Damianos Fish Tavern, Ambelas, island of Paros, Greece
Τρίτη, 12 Οκτωβρίου, 2010
A touch of the unforeseen landed me on the island of Paros for a short visit in October. The tourist season in Paros is very short, only three months, June, July, September. As a result in the first half of October the options for a decent meal to the visitor are limited.
Initially I wanted to go to Ventouris, a fish tavern I have enjoyed in the past, but as I have heard the tavern was closed. Instead, I opted for the fish tavern of Damianos, 100 meters from Ventouris. Here is my report.
The tavern is literally by the sea. However, the days before my arrival there were quite strong winds that prevented the fish boats from fishing. The result is that the fresh fish available was minimal (literally). When nature tries you you have to resort to the means by which man has been able to preserve food. In this case, salt curing provided the answer to the question: “what do you recommend for today?”

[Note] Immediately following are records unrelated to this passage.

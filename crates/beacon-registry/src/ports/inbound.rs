//! # Inbound Ports (Driving Ports / API)
//!
//! The registry's read surface as a trait, so tooling can depend on the
//! query layer without naming the concrete service type. Mutating entry
//! points (`submit_traits`, `burn`, admin operations) take `&mut self` and
//! live directly on the service.

use crate::domain::entities::{AccountTraits, BeaconData};
use crate::domain::errors::RegistryError;
use registry_types::{Address, U256};

/// Read-only registry queries.
///
/// Every method except the config accessors fails `Paused` while the
/// registry is paused; pausing freezes the whole surface during an
/// incident, reads included.
pub trait RegistryReader: Send + Sync {
    /// A trait value for `account`, aged out to zero when older than
    /// `max_age` seconds (`max_age` zero disables aging).
    ///
    /// # Errors
    /// * `ZeroAddress` - `account` is the null identity
    fn get_trait(&self, account: Address, id: U256, max_age: u64) -> Result<U256, RegistryError>;

    /// Per-element `get_trait` over three index-aligned sequences.
    ///
    /// # Errors
    /// * `LengthMismatch` - the sequences have unequal lengths
    fn get_trait_batch(
        &self,
        accounts: &[Address],
        ids: &[U256],
        max_ages: &[u64],
    ) -> Result<Vec<U256>, RegistryError>;

    /// Balance-style accessor: 1 if `id` is the account's live beacon id,
    /// otherwise the un-aged trait value.
    ///
    /// # Errors
    /// * `ZeroAddress` - `account` is the null identity
    fn balance_of(&self, account: Address, id: U256) -> Result<U256, RegistryError>;

    /// Per-element `balance_of` over two index-aligned sequences.
    ///
    /// # Errors
    /// * `LengthMismatch` - the sequences have unequal lengths
    fn balance_of_batch(
        &self,
        accounts: &[Address],
        ids: &[U256],
    ) -> Result<Vec<U256>, RegistryError>;

    /// All non-zero traits of an account, in stored order, plus its
    /// `updated_at`.
    ///
    /// # Errors
    /// * `ZeroAddress` - `account` is the null identity
    fn get_all_traits_of(&self, account: Address) -> Result<AccountTraits, RegistryError>;

    /// Metadata URI for an id: the beacon template for live beacon ids,
    /// the trait template otherwise.
    fn uri(&self, id: U256) -> Result<String, RegistryError>;

    /// Metadata URI for a live beacon id.
    ///
    /// # Errors
    /// * `NoBeacon` - no live beacon has this id
    fn get_beacon_uri(&self, beacon_id: U256) -> Result<String, RegistryError>;

    /// The account owning a live beacon id.
    ///
    /// # Errors
    /// * `NoSuchBeacon` - no live beacon has this id
    fn owner_of_beacon(&self, beacon_id: U256) -> Result<Address, RegistryError>;

    /// The account's beacon id and `updated_at` (both zero when it holds
    /// no beacon).
    ///
    /// # Errors
    /// * `ZeroAddress` - `account` is the null identity
    fn beacon_data_of(&self, account: Address) -> Result<BeaconData, RegistryError>;

    /// Approval query of the balance surface. Always false: no owner can
    /// ever delegate.
    fn is_approved_for_all(&self, account: Address, operator: Address) -> bool;
}
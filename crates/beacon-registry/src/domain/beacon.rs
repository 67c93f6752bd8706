//! # Beacon Ledger
//!
//! Owns the one-per-account beacon identifier and its reverse owner map.
//!
//! ## Invariants Enforced
//!
//! - At most one beacon id is live per account at a time.
//! - A live beacon id maps to exactly one account.
//! - Minting is idempotent: resubmission never re-mints, and the original
//!   id is kept even if a later payload carries a different one.

use super::events::RegistryEvent;
use registry_types::{Address, U256};
use std::collections::HashMap;

/// Beacon ownership state. Burn-side eviction of trait state is composed
/// by the service, which owns both ledgers.
#[derive(Debug, Default)]
pub struct BeaconLedger {
    /// account → live beacon id.
    by_account: HashMap<Address, U256>,
    /// live beacon id → owning account.
    by_id: HashMap<U256, Address>,
}

impl BeaconLedger {
    /// Creates an empty ledger.
    #[must_use]
    pub fn new() -> Self {
        Self::default()
    }

    /// Mints `beacon_id` for `account` if it has no live beacon, returning
    /// the quantity-1 mint event. Returns None (and changes nothing) if the
    /// account already holds a beacon.
    pub fn mint_if_absent(&mut self, account: Address, beacon_id: U256) -> Option<RegistryEvent> {
        if self.by_account.contains_key(&account) {
            return None;
        }

        self.by_account.insert(account, beacon_id);
        self.by_id.insert(beacon_id, account);
        Some(RegistryEvent::mint(account, beacon_id, U256::from(1)))
    }

    /// Removes the account's beacon record, returning the id that was live.
    /// Returns None if the account has no beacon.
    pub fn remove(&mut self, account: &Address) -> Option<U256> {
        let beacon_id = self.by_account.remove(account)?;
        self.by_id.remove(&beacon_id);
        Some(beacon_id)
    }

    /// The account that owns `beacon_id`, if it is live.
    #[must_use]
    pub fn owner_of(&self, beacon_id: U256) -> Option<Address> {
        self.by_id.get(&beacon_id).copied()
    }

    /// The account's live beacon id, if any.
    #[must_use]
    pub fn beacon_id_of(&self, account: &Address) -> Option<U256> {
        self.by_account.get(account).copied()
    }
}

// =============================================================================
// TESTS
// =============================================================================
//! API builders: the only place IR fragments are constructed.
//!
//! Every builder returns a freshly allocated subtree and never mutates its
//! arguments -- sharing happens by cloning the returned `Rc`, never by
//! reaching back into an existing node.

use std::rc::Rc;

use crate::expr::{Expr, ScalarVar};
use crate::ops::{BinaryOp, CallFunction, IterAttrType, LogicalOp, UnaryOp};
use crate::tensor::{ComputeBody, ComputeOp, IterVar, IterVarData, Producer, Range, TensorDefs, TensorVar};
use crate::types::{ConstValue, ScalarType};

/// Binds a compile-time-known numeric value to a scalar type. The only
/// place numeric literals enter the IR.
pub fn constant(value: ConstValue) -> Rc<Expr> {
    Rc::new(Expr::Const(value))
}

pub fn const_bool(v: bool) -> Rc<Expr> {
    constant(ConstValue::Bool(v))
}
pub fn const_i32(v: i32) -> Rc<Expr> {
    constant(ConstValue::Int32(v))
}
pub fn const_i64(v: i64) -> Rc<Expr> {
    constant(ConstValue::Int64(v))
}
pub fn const_u8(v: u8) -> Rc<Expr> {
    constant(ConstValue::UInt8(v))
}
pub fn const_u64(v: u64) -> Rc<Expr> {
    constant(ConstValue::UInt64(v))
}
pub fn const_f32(v: f64) -> Rc<Expr> {
    constant(ConstValue::Float32(v))
}
pub fn const_f64(v: f64) -> Rc<Expr> {
    constant(ConstValue::Float64(v))
}

/// A free-standing named placeholder scalar (not a tensor access). Used for
/// reduction accumulators and for call-argument plumbing.
pub fn placeholder(name: impl Into<String>, ty: ScalarType) -> Rc<Expr> {
    Rc::new(Expr::Scalar(ScalarVar::Placeholder {
        name: name.into(),
        ty,
    }))
}

/// An indexed tensor read `tensor[indices...]`.
pub fn index(tensor: Rc<TensorVar>, indices: Vec<Rc<Expr>>) -> Rc<Expr> {
    Rc::new(Expr::Scalar(ScalarVar::Indexed { tensor, indices }))
}

pub fn binary(op: BinaryOp, lhs: Rc<Expr>, rhs: Rc<Expr>) -> Rc<Expr> {
    Rc::new(Expr::Binary { op, lhs, rhs })
}
pub fn add(lhs: Rc<Expr>, rhs: Rc<Expr>) -> Rc<Expr> {
    binary(BinaryOp::Add, lhs, rhs)
}
pub fn sub(lhs: Rc<Expr>, rhs: Rc<Expr>) -> Rc<Expr> {
    binary(BinaryOp::Sub, lhs, rhs)
}
pub fn mul(lhs: Rc<Expr>, rhs: Rc<Expr>) -> Rc<Expr> {
    binary(BinaryOp::Mul, lhs, rhs)
}
pub fn div(lhs: Rc<Expr>, rhs: Rc<Expr>) -> Rc<Expr> {
    binary(BinaryOp::Div, lhs, rhs)
}
pub fn rem(lhs: Rc<Expr>, rhs: Rc<Expr>) -> Rc<Expr> {
    binary(BinaryOp::Mod, lhs, rhs)
}
pub fn max(lhs: Rc<Expr>, rhs: Rc<Expr>) -> Rc<Expr> {
    binary(BinaryOp::Max, lhs, rhs)
}
pub fn min(lhs: Rc<Expr>, rhs: Rc<Expr>) -> Rc<Expr> {
    binary(BinaryOp::Min, lhs, rhs)
}
pub fn shr(lhs: Rc<Expr>, rhs: Rc<Expr>) -> Rc<Expr> {
    binary(BinaryOp::Shr, lhs, rhs)
}

pub fn unary(op: UnaryOp, operand: Rc<Expr>) -> Rc<Expr> {
    Rc::new(Expr::Unary { op, operand })
}
pub fn neg(operand: Rc<Expr>) -> Rc<Expr> {
    unary(UnaryOp::Neg, operand)
}
pub fn abs(operand: Rc<Expr>) -> Rc<Expr> {
    unary(UnaryOp::Abs, operand)
}
pub fn floor(operand: Rc<Expr>) -> Rc<Expr> {
    unary(UnaryOp::Floor, operand)
}
pub fn round(operand: Rc<Expr>) -> Rc<Expr> {
    unary(UnaryOp::Round, operand)
}

pub fn cast(target: ScalarType, operand: Rc<Expr>) -> Rc<Expr> {
    Rc::new(Expr::Cast { target, operand })
}

pub fn logical(op: LogicalOp, lhs: Rc<Expr>, rhs: Rc<Expr>) -> Rc<Expr> {
    Rc::new(Expr::Logical { op, lhs, rhs })
}
pub fn eq(lhs: Rc<Expr>, rhs: Rc<Expr>) -> Rc<Expr> {
    logical(LogicalOp::Eq, lhs, rhs)
}
pub fn lt(lhs: Rc<Expr>, rhs: Rc<Expr>) -> Rc<Expr> {
    logical(LogicalOp::Lt, lhs, rhs)
}
pub fn le(lhs: Rc<Expr>, rhs: Rc<Expr>) -> Rc<Expr> {
    logical(LogicalOp::Le, lhs, rhs)
}
pub fn ge(lhs: Rc<Expr>, rhs: Rc<Expr>) -> Rc<Expr> {
    logical(LogicalOp::Ge, lhs, rhs)
}
pub fn and(lhs: Rc<Expr>, rhs: Rc<Expr>) -> Rc<Expr> {
    logical(LogicalOp::And, lhs, rhs)
}

/// `if_then_else(cond, t, f)` in value position: yields a `Select`. Type of
/// the result is the unified type of `t` and `f` (computed lazily by
/// `Expr::ty`, not stored redundantly here).
pub fn if_then_else(cond: Rc<Expr>, t_branch: Rc<Expr>, f_branch: Rc<Expr>) -> Rc<Expr> {
    Rc::new(Expr::Select {
        cond,
        t_branch,
        f_branch,
    })
}

pub fn call(func: CallFunction, args: Vec<Rc<Expr>>, result_type: ScalarType) -> Rc<Expr> {
    Rc::new(Expr::Call {
        func,
        args,
        result_type,
    })
}

pub fn let_binding(name: impl Into<String>, ty: ScalarType, value: Rc<Expr>, body: Rc<Expr>) -> Rc<Expr> {
    Rc::new(Expr::Let {
        name: name.into(),
        ty,
        value,
        body,
    })
}

/// Returns a tuple of fresh `IterVar`s with `Range{0, shape[k]}`, named
/// `{prefix}_i{k}` to keep iteration variables unique across the many
/// tensors a single pipeline compilation constructs.
pub fn construct_indices(prefix: &str, shape: &[Rc<Expr>], ty: ScalarType) -> Vec<IterVar> {
    shape
        .iter()
        .enumerate()
        .map(|(k, extent)| {
            Rc::new(IterVarData {
                name: format!("{prefix}_i{k}"),
                range: Range {
                    init: const_i32(0),
                    extent: extent.clone(),
                },
                attr: IterAttrType::Default,
                ty,
            })
        })
        .collect()
}

/// `compute(shape, iter_vars, body, name)`: constructs a new `TensorVar` of
/// shape `shape` and element type inferred from `body`, binds it to a
/// `ComputeOp` whose `fcompute = body`, and registers the producer.
pub fn compute(
    shape: Vec<Rc<Expr>>,
    iter_vars: Vec<IterVar>,
    body: Rc<Expr>,
    name: impl Into<String>,
    defs: &mut TensorDefs,
) -> Rc<TensorVar> {
    let name = name.into();
    let tensor = Rc::new(TensorVar {
        name: name.clone(),
        shape,
        element_type: body.ty(),
    });
    let op = ComputeOp {
        iter_vars,
        fcompute: ComputeBody::Scalar(body),
        output: tensor.clone(),
        name,
    };
    defs.insert(&tensor, Producer::Compute(Rc::new(op)));
    tensor
}

/// `compute(shape, iter_vars, _, call, name)` overload: constructs a
/// tensor whose producer is an `Evaluate(call)` rather than a pointwise
/// expression. This is how the bilinear precomputation tables are wired
/// -- a single allocate-then-evaluate definition under `name`.
pub fn compute_from_call(
    shape: Vec<Rc<Expr>>,
    element_type: ScalarType,
    call_expr: Rc<Expr>,
    name: impl Into<String>,
    defs: &mut TensorDefs,
) -> Rc<TensorVar> {
    debug_assert!(matches!(*call_expr, Expr::Call { .. }));
    let name = name.into();
    let tensor = Rc::new(TensorVar {
        name: name.clone(),
        shape,
        element_type,
    });
    defs.insert(&tensor, Producer::Call { tensor: tensor.clone(), call: call_expr });
    tensor
}

/// `compute` binding a `Reduce` body rather than a plain scalar expression.
pub fn compute_reduce(
    shape: Vec<Rc<Expr>>,
    iter_vars: Vec<IterVar>,
    reduce: crate::tensor::Reduce,
    name: impl Into<String>,
    defs: &mut TensorDefs,
) -> Rc<TensorVar> {
    let name = name.into();
    let element_type = reduce.accumulate.ty();
    let tensor = Rc::new(TensorVar {
        name: name.clone(),
        shape,
        element_type,
    });
    let op = ComputeOp {
        iter_vars,
        fcompute: ComputeBody::Reduce(reduce),
        output: tensor.clone(),
        name,
    };
    defs.insert(&tensor, Producer::Compute(Rc::new(op)));
    tensor
}
/// Emits one tensor's definition: `Allocate` declaration followed by its
/// producer's body (loop nest for `Compute`, a spliced call for `Call`).
/// The code generator performs its own topological recursion over
/// `TensorDefs` (via [`imgfuse_ir::topo_order`]) rather than requiring the
/// lowering layer to have pre-built a literal nested `Allocate` chain.
fn emit_tensor_definition(name: &str, defs: &TensorDefs, target: Target, out: &mut String, io: IoBinding) -> Result<(), CodegenError> {
    let producer = match defs.get(name) {
        Some(p) => p,
        // No producer: a pipeline input (or other externally-supplied
        // tensor) that already arrives as a kernel parameter.
        None => return Ok(()),
    };
    let op = match producer {
        Producer::Compute(op) => op,
        // Scratch tables are filled ahead of the kernel by the runtime
        // assembler and arrive as ordinary pointer parameters.
        Producer::Call { .. } => return Ok(()),
    };
    let tensor = &op.output;

    let _ = writeln!(out, "/* {} */", make_identifier(name));
    if name != io.output {
        emit_allocate(tensor, target, out, io)?;
    }
    for it in &op.iter_vars {
        emit_iter_open(it, target, out, io)?;
    }
    match &op.fcompute {
        ComputeBody::Scalar(body) => {
            emit_store(tensor, &op.iter_vars, body, target, out, io)?;
        }
        ComputeBody::Reduce(reduce) => {
            emit_reduce(tensor, &op.iter_vars, reduce, target, out, io)?;
        }
    }
    for it in op.iter_vars.iter().rev() {
        emit_iter_close(it, target, out);
    }
    Ok(())
}

/// Every tensor in `defs` produced by a spliced call, in insertion order --
/// the scratch tables the runtime assembler must allocate and fill before
/// the kernel that reads them can run.
pub fn scratch_tensors(defs: &TensorDefs) -> Vec<(Rc<TensorVar>, Rc<Expr>)> {
    defs.iter()
        .filter_map(|(_, producer)| match producer {
            Producer::Call { tensor, call } => Some((tensor.clone(), call.clone())),
            Producer::Compute(_) => None,
        })
        .collect()
}

fn output_index(iter_vars: &[IterVar]) -> Vec<Rc<Expr>> {
    iter_vars.iter().map(|it| Rc::new(Expr::Iter(it.clone()))).collect()
}

fn emit_store(tensor: &Rc<TensorVar>, iter_vars: &[IterVar], value: &Rc<Expr>, target: Target, out: &mut String, io: IoBinding) -> Result<(), CodegenError> {
    let indices = output_index(iter_vars);
    let flat = flatten_index(&tensor.shape, &indices, target, io)?;
    let value = emit_expr(value, target, io)?;
    let _ = writeln!(out, "{}[{}] = ({});", io.identifier(&tensor.name), flat, value);
    Ok(())
}

fn emit_reduce(
    tensor: &Rc<TensorVar>,
    iter_vars: &[IterVar],
    reduce: &imgfuse_ir::Reduce,
    target: Target,
    out: &mut String,
    io: IoBinding,
) -> Result<(), CodegenError> {
    let acc_name = match reduce.accumulate.as_ref() {
        Expr::Scalar(ScalarVar::Placeholder { name, .. }) => make_identifier(name),
        _ => return Err(CodegenError::UnknownTensor { name: "<reduce accumulate>".into() }),
    };
    let acc_ty = reduce.accumulate.ty().c_spelling();
    let init = emit_expr(&reduce.init, target, io)?;
    let _ = writeln!(out, "{acc_ty} {acc_name} = ({init});");

    for it in &reduce.reduce_axis {
        emit_iter_open(it, target, out, io)?;
    }
    let combiner = emit_expr(&reduce.combiner, target, io)?;
    let _ = writeln!(out, "{acc_name} = ({combiner});");
    for it in reduce.reduce_axis.iter().rev() {
        emit_iter_close(it, target, out);
    }

    let indices = output_index(iter_vars);
    let flat = flatten_index(&tensor.shape, &indices, target, io)?;
    let _ = writeln!(out, "{}[{}] = {acc_name};", io.identifier(&tensor.name), flat);
    Ok(())
}

/// Emits every tensor reachable from `output`, in topological order, into a
/// single kernel body. Each tensor's `Allocate` precedes any read of it (no
/// two tensors ever share a name), and `io` binds the pipeline's own input
/// and output tensors to the kernel's `src`/`dst` parameters.
pub fn emit_kernel_body(output: &TensorVar, defs: &TensorDefs, target: Target, io: IoBinding) -> Result<String, CodegenError> {
    let order = imgfuse_ir::topo_order(&output.name, defs)?;
    let mut out = String::new();
    let _ = writeln!(out, "// target = {}", target.label());
    for name in order {
        emit_tensor_definition(&name, defs, target, &mut out, io)?;
    }
    Ok(out)
}

#[cfg(test)]
mod tests {
    use super::*;
    use imgfuse_ir::builders::*;
    use imgfuse_ir::TensorDefs;

    #[test]
    fn emits_true_false_for_bool_constants() {
        let e = Expr::Const(imgfuse_ir::ConstValue::Bool(true));
        assert_eq!(emit_expr(&e, Target::Cpu, IoBinding::none()).unwrap(), "true");
    }

    #[test]
    fn max_emits_as_function_call() {
        let e = Expr::Binary {
            op: imgfuse_ir::BinaryOp::Max,
            lhs: const_i32(1),
            rhs: const_i32(2),
        };
        let s = emit_expr(&e, Target::Cpu, IoBinding::none()).unwrap();
        assert!(s.starts_with("IMGFUSE_MAX("));
    }

    #[test]
    fn sync_call_differs_by_target() {
        let e = call(imgfuse_ir::CallFunction::Sync, vec![], ScalarType::Bool);
        assert_eq!(emit_expr(&e, Target::Cpu, IoBinding::none()).unwrap(), "/* sync */");
        assert_eq!(emit_expr(&e, Target::Cuda, IoBinding::none()).unwrap(), "__syncthreads()");
    }

    #[test]
    fn kernel_body_emits_dependency_before_dependent() {
        let mut defs = TensorDefs::new();
        let a = compute(vec![const_i32(2)], vec![], const_f32(1.0), "a", &mut defs);
        let shape = vec![const_i32(2)];
        let iters = construct_indices("b", &shape, ScalarType::Int32);
        let read = index(a, vec![Rc::new(Expr::Iter(iters[0].clone()))]);
        let b = compute(shape, iters, read, "b", &mut defs);

        let body = emit_kernel_body(&b, &defs, Target::Cpu, IoBinding::none()).unwrap();
        let a_pos = body.find("/* a */").unwrap();
        let b_pos = body.find("/* b */").unwrap();
        assert!(a_pos < b_pos);
    }

    #[test]
    fn thread_block_attr_binds_without_loop_on_cuda() {
        let mut defs = TensorDefs::new();
        let shape = vec![const_i32(4)];
        let mut iters = construct_indices("g", &shape, ScalarType::Int32);
        iters[0] = Rc::new(imgfuse_ir::IterVarData {
            name: iters[0].name.clone(),
            range: imgfuse_ir::Range {
                init: const_i32(0),
                extent: const_i32(4),
            },
            attr: IterAttrType::ThreadBlockX,
            ty: ScalarType::Int32,
        });
        let body_expr = const_f32(0.0);
        let t = compute(shape, iters, body_expr, "g", &mut defs);
        let body = emit_kernel_body(&t, &defs, Target::Cuda, IoBinding::none()).unwrap();
        assert!(body.contains("blockIdx.x"));
        assert!(!body.contains("for ("));
    }

    #[test]
    fn input_and_output_tensors_bind_to_src_and_dst() {
        let mut defs = TensorDefs::new();
        let shape = vec![const_i32(2)];
        let input = Rc::new(TensorVar {
            name: "in".into(),
            shape: shape.clone(),
            element_type: ScalarType::Int32,
        });
        let iters = construct_indices("out", &shape, ScalarType::Int32);
        let read = index(input, vec![Rc::new(Expr::Iter(iters[0].clone()))]);
        let out = compute(shape, iters, read, "out", &mut defs);

        let io = IoBinding::new("in", "out");
        let body = emit_kernel_body(&out, &defs, Target::Cpu, io).unwrap();
        assert!(body.contains("src["));
        assert!(body.contains("dst["));
        assert!(!body.contains("in["));
        assert!(!body.contains("out["));
    }

    #[test]
    fn intermediate_tensor_gets_a_declaration_before_its_store() {
        let mut defs = TensorDefs::new();
        let a = compute(vec![const_i32(2)], vec![], const_f32(1.0), "a", &mut defs);
        let shape = vec![const_i32(2)];
        let iters = construct_indices("b", &shape, ScalarType::Int32);
        let read = index(a, vec![Rc::new(Expr::Iter(iters[0].clone()))]);
        let b = compute(shape, iters, read, "b", &mut defs);

        let io = IoBinding::new("nothing", "b");
        let body = emit_kernel_body(&b, &defs, Target::Cpu, io).unwrap();
        let decl_pos = body.find("a[2];").expect("declaration for intermediate tensor a");
        let store_pos = body.rfind("a[").expect("store into a");
        assert!(decl_pos < store_pos);
        // "b" is the bound output -- no declaration, writes straight to dst.
        assert!(!body.contains("float b["));
        assert!(body.contains("dst["));
    }
}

Manos brought to me the red mullet fillets that have been salt cured, then thoroughly cleaned from the salt and stored in olive oil, thin slices of garlic and rosemary. The taste was wonderful, intense, full of flavor, and the flesh juicy and firm. Eduardo, the Peruvian who has made Paros his home for the last 15 years, told me the story of the dish. It started from a village on the Peloponnese and was modified by Damianos, the owner of the tavern.
The next delicacy was salt cured frissa, the large sardine fished in the waters of the Aegean. Here what impressed me was the balance of the salty taste, and the moist flesh of the fish. One thing is obvious, Damianos knows how to salt cure fish!!!
The island of Naxos can be seen from Ambelas. It is less than 5 nautical miles away. Manos told me that they had received some nice potatoes from Naxos. they boiled them, dressed them with olive oil, and served with parsley, onions and capers which grow in abundance on Paros. I Was lucky to taste this dish, that in its simplicity was magnificent!!!! The flesh of the potato was sweet, soft and almost creamy. The combination with the onions and the capers was harmonious.
This dish of assorted vegetables came to partner with the main protein dish of the meal, chick peas!!! Chick peas grown on the island of Paros are limited in quantities but delicious. They cook them in the oven with plenty of onions and herbs (mainly oregano). They are soft, tender, and have smoky flavor.
At the end, a simple and delicious local sweet, called “patsavouropita”, literally translated as “rag-pie”. It is made with fillo, and a mix of eggs, milk, flower, and a bit of lemon peel.
Eating is Damianos was a pleasure of discovery of the technique and joy of salt curing done with expertise and skill. But the potatoes with the onions and the capers topped the bill for me as the simplest and most flavorful dish. Talking to Eduardo after the meal, he promised to me that next time (assuming that fish and seafood will be available) he will prepare the original Peruvian cheviche. For those who have tasted the original Peruvian cheviche, this sounds like a very good reason for another quick visit to Paros. Thank you Eduardo, Manos, and Thodoris, for a wonderful meal and your hospitality.